◆ Task objective ◆
Among these entries, how many lines have the string "after" in them? Only the number is needed.

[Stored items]
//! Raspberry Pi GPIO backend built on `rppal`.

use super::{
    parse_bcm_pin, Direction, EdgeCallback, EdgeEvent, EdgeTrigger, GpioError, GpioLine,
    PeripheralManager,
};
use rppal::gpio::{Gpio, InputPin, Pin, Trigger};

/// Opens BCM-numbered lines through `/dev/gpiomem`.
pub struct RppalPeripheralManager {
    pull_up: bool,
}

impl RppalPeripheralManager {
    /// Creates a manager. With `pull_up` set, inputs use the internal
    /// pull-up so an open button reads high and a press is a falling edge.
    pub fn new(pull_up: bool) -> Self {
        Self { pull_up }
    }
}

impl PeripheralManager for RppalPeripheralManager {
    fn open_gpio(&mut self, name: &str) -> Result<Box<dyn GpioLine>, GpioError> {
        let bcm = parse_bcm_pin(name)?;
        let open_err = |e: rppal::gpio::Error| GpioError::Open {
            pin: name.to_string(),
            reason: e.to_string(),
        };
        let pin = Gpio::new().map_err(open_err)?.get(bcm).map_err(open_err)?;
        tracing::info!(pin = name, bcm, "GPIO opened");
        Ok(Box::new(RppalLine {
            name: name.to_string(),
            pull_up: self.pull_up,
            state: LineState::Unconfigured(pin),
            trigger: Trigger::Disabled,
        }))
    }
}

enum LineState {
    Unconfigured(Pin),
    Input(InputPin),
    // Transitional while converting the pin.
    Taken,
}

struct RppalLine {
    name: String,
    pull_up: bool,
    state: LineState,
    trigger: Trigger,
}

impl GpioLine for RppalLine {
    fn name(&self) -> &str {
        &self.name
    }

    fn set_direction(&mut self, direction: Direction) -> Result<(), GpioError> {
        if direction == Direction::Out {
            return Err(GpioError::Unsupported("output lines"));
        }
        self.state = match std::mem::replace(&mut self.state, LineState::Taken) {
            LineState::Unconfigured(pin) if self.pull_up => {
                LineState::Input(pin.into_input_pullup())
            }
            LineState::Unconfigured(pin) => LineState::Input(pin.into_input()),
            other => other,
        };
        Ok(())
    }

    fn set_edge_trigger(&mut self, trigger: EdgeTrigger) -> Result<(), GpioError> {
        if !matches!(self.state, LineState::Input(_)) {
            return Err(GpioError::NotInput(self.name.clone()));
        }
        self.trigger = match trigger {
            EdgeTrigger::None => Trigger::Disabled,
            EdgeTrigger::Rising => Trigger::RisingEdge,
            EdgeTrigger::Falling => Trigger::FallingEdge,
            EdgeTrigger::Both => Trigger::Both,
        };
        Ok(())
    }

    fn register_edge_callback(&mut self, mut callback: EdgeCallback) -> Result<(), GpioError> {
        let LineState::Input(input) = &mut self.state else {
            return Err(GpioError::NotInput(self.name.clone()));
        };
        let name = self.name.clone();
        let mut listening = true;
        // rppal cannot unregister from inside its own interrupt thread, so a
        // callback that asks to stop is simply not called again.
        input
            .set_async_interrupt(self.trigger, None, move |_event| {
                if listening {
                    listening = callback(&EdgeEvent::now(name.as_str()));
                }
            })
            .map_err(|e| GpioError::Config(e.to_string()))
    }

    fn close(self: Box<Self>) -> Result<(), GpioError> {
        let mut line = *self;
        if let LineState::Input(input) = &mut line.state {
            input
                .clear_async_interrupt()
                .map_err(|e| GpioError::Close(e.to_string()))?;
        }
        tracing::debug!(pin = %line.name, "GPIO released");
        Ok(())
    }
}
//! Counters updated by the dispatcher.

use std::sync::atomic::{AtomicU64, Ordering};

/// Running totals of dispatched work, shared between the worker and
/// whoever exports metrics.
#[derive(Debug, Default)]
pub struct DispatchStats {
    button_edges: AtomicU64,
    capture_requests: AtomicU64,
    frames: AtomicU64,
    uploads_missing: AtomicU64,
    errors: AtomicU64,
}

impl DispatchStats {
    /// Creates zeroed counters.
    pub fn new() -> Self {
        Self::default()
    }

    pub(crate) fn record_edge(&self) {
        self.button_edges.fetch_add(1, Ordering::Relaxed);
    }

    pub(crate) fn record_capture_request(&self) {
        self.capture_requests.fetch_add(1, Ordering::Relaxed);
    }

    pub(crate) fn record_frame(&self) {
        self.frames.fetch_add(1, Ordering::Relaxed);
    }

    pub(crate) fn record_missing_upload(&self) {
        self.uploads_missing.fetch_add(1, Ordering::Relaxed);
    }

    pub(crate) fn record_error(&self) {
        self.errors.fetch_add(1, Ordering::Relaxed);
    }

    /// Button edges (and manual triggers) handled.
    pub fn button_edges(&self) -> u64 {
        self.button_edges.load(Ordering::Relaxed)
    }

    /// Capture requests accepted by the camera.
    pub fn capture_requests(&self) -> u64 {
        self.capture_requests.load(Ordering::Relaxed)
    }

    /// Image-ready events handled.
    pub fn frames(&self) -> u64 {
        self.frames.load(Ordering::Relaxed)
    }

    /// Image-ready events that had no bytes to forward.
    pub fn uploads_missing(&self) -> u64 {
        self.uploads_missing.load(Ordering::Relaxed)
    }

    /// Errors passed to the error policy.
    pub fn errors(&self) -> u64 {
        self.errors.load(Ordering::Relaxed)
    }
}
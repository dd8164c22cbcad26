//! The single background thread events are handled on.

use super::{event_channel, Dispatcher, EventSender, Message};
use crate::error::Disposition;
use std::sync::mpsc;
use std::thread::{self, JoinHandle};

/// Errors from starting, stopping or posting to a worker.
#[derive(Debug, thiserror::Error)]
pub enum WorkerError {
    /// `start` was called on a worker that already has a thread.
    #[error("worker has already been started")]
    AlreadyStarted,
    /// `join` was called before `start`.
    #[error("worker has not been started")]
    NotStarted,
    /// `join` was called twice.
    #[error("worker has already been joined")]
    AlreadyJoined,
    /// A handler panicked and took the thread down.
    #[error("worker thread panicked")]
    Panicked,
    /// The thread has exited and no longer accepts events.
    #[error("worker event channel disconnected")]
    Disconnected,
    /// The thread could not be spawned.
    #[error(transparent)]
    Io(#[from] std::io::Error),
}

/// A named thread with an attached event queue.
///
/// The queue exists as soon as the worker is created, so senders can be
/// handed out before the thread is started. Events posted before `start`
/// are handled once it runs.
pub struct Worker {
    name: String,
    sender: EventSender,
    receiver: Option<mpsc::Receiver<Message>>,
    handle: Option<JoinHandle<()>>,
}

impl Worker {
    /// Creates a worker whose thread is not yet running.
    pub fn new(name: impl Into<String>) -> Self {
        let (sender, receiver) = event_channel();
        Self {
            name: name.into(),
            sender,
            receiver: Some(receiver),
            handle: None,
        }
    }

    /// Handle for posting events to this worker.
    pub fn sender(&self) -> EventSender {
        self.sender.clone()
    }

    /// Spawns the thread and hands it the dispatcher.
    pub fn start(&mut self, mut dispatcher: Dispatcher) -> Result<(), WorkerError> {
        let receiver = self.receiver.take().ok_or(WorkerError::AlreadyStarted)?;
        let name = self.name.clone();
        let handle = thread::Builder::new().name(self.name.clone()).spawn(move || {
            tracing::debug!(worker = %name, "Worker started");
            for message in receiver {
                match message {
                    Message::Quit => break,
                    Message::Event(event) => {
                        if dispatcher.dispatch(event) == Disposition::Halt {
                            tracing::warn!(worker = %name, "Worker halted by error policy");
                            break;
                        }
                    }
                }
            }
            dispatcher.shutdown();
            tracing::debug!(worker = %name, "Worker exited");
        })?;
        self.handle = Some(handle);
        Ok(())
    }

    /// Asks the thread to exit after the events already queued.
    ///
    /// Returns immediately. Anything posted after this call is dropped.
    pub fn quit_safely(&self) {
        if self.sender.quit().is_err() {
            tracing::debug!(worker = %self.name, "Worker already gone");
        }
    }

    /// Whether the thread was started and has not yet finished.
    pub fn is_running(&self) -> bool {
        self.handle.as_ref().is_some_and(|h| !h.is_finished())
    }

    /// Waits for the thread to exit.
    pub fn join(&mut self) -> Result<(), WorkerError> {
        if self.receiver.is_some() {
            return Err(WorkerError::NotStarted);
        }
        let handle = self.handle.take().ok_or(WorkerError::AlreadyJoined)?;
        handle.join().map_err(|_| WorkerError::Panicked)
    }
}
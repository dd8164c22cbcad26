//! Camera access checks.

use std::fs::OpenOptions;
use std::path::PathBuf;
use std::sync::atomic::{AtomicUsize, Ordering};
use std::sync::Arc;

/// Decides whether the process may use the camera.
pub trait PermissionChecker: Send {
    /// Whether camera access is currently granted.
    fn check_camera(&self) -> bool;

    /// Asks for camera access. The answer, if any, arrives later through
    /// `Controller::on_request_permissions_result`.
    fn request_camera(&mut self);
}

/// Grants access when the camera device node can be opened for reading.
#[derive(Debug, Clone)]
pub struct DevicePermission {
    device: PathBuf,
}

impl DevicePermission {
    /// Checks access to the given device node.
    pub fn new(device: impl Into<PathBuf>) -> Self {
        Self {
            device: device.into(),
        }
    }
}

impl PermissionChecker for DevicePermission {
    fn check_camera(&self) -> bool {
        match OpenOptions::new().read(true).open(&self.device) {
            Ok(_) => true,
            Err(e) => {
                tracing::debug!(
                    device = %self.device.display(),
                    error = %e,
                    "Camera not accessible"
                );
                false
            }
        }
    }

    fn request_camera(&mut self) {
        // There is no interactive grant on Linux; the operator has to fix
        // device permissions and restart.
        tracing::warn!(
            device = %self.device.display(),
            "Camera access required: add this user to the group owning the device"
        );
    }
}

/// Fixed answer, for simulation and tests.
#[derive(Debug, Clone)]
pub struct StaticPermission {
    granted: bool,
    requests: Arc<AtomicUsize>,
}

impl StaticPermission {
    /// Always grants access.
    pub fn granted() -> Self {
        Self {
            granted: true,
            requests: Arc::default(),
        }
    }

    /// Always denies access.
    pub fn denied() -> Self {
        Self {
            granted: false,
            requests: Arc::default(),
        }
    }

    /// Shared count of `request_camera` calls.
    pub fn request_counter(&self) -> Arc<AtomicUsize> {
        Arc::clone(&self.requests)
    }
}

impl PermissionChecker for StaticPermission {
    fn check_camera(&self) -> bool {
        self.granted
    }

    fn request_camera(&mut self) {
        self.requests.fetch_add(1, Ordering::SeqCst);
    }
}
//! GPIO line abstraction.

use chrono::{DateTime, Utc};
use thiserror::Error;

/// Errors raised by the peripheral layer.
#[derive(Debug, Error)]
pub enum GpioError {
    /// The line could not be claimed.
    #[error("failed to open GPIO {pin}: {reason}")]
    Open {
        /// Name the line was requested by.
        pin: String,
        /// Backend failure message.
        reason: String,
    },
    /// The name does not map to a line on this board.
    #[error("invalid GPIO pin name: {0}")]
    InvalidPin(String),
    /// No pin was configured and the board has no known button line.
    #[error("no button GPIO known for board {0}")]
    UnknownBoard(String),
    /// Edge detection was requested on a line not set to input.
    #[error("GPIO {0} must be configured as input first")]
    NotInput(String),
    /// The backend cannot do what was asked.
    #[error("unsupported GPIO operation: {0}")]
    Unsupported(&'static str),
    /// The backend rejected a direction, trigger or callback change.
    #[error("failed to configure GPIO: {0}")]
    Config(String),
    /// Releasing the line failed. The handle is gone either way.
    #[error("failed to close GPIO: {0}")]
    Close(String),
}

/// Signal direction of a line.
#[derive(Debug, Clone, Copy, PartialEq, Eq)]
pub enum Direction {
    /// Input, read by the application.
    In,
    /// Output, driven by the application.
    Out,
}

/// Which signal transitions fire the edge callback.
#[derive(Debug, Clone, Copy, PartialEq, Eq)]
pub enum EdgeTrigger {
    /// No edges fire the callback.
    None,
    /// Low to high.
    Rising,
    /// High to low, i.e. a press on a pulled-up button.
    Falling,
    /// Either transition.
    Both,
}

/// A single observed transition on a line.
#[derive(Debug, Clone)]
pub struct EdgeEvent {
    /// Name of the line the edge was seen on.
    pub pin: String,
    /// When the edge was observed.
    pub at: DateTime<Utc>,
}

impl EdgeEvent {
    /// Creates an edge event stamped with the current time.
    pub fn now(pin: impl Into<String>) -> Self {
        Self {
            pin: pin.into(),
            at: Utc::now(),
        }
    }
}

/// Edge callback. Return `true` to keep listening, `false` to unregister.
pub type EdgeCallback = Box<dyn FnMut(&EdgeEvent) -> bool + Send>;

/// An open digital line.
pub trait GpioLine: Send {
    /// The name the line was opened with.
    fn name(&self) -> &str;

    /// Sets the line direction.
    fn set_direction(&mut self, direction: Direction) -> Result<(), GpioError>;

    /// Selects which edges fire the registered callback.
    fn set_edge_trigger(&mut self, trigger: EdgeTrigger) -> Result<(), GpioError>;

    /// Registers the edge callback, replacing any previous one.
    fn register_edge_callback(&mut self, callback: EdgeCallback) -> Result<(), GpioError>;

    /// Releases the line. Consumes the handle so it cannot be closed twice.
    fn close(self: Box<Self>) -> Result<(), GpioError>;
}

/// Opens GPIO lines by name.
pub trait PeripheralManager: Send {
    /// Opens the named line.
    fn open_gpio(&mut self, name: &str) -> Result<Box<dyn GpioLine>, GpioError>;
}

◆ Your response ◆
2